Будет уместно бросить короткий взгляд на личную трагедию Чемберлена. Когда в начале сентября кабинет министров по его собственному предложению решился на вступление Англии в минимум трёхлетнюю войну, то он опустил голову к поверхности стола. А когда он снова поднял голову, его лицо было смертельно бледным. Мысль о трёхлетней войне была для него невыносимой: и всё же он сам внёс предложение. В такой же степени теперь это он сам сделал своим преемником воина Черчилля – противника и антипода – и сам стал оказывать тому самую верную поддержку.
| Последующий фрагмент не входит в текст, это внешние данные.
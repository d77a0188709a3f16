/*!
Emission of defining clauses for the sequence operators, and the clause-level plumbing
every inference flows through.

Every clause emitted here is a tautology of the theory: axiom instances are guarded by
the literals they depend on, propagations carry their justification as negated
dependency literals, and conflicts are the negations of the assumptions they refute.
As a consequence the kernel's clause database is monotone — nothing is retracted on
backtracking — and every emission site deduplicates through a tagged key so the cascade
can recognize quiescence.

The operator axioms pin down the Skolem families of [crate::skolem]: `extract`
decomposes through `pre`/`post`, `contains`/`replace`/`indexof` through
`indexof_left`/`indexof_right`, `prefixof`/`suffixof` through their witness inverses.
Minimality of `indexof` (the first match rather than any match) is not enforced — the
procedure is sound and incomplete, and the model constructor picks the witnesses it is
given.
*/

use crate::{
    context::{EmitKey, GenericContext},
    db::dependency::DepId,
    misc::log::targets,
    skolem,
    structures::{
        literal::Literal,
        term::{Sort, TermId, TermKind},
    },
};

// Dedup tags for emissions from this module.
const TAG_EXTRACT: u16 = 1;
const TAG_AT: u16 = 2;
const TAG_REPLACE: u16 = 3;
const TAG_INDEXOF: u16 = 4;
const TAG_ITOS: u16 = 5;
const TAG_STOI: u16 = 6;
const TAG_CONTAINS_POS: u16 = 7;
const TAG_PREFIX_POS: u16 = 8;
const TAG_SUFFIX_POS: u16 = 9;
const TAG_LENGTH: u16 = 10;
pub(crate) const TAG_PROPAGATION: u16 = 11;
impl Default for TermTable {
    fn default() -> Self {
        let mut table = TermTable {
            kinds: Vec::default(),
            ids: FxHashMap::default(),
            names: Vec::default(),
            name_ids: FxHashMap::default(),
            fresh: 0,
        };
        // Fix the ids of the boolean and sequence constants.
        table.intern(TermKind::True);
        table.intern(TermKind::False);
        table.intern(TermKind::Empty);
        table
    }
}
Никто иной, кроме как Чемберлен мог этим ужасным летом 1940 года заставить присягнуть Черчиллю массы консерваторов с их старым, во многих случаях уже перешедшим по наследству, глубоким недоверием к тому. Он самоотверженно сделал это, жестко и последовательно, не моргнув глазом. Но он сломался на этом. 10 мая он передал свой пост Черчиллю. 16 июня он неожиданно свалился с телесными конвульсиями. Через месяц был диагностирован рак. Ещё три месяца он оставался министром в кабинете Черчилля и не подавал вида, что болен. 9 ноября он умер.
Сам Черчилль едва ли играл активную роль в кризисе, который сделал его премьер–министром. 8 мая он ещё изо всех сил защищал правительство в палате общин, и престарелый Ллойд Джордж, в последний раз вовлечённый в большие дебаты, призвал его: «Не позволяйте сделать из себя бомбоубежище для своих коллег!» Когда Чемберлен вызвал к себе его и лорда Галифакса, чтобы посоветоваться насчёт преемника, он молчал. Естественно, что он всеми фибрами души стремился к власти. Но он был суеверен и однажды уже обжёгся. Он не хотел ничего испортить. Он также верил в судьбу и ему хотелось верить, что теперь наконец, наконец–то судьба, которая столь долго его дурачила и над ним насмехалась, но также и сберегла его, показывала, для чего его сберегла, и что ему для этого ничего больше делать не требуется. Настал его час – и, как он написал в знаменитом месте своих воспоминаний о Второй мировой войне:
«Я испытал чувство большого облегчения. Наконец–то я получил право отдавать указания по всем вопросам. Я чувствовал себя избранником судьбы, и мне казалось, что вся моя прошлая жизнь была лишь подготовкой к этому часу и к этому испытанию. Десять лет политической жизни, когда я был не у дел, избавили меня от обычного партийного антагонизма. Мои предостережения на протяжении последних шести лет были столь многочисленны, столь подробны и так ужасно подтвердились, что теперь никто не мог возразить мне. Меня нельзя было упрекнуть ни в развязывании войны, ни в нежелании подготовить все необходимое на случай войны. Я считал, что знаю очень много обо всем, и был уверен, что не провалюсь. Поэтому, с нетерпением ожидая утра, когда в 3 часа ночи пошёл спать, я тем не менее спал спокойным, глубоким сном и не нуждался в ободряющих сновидениях. Действительность лучше сновидений».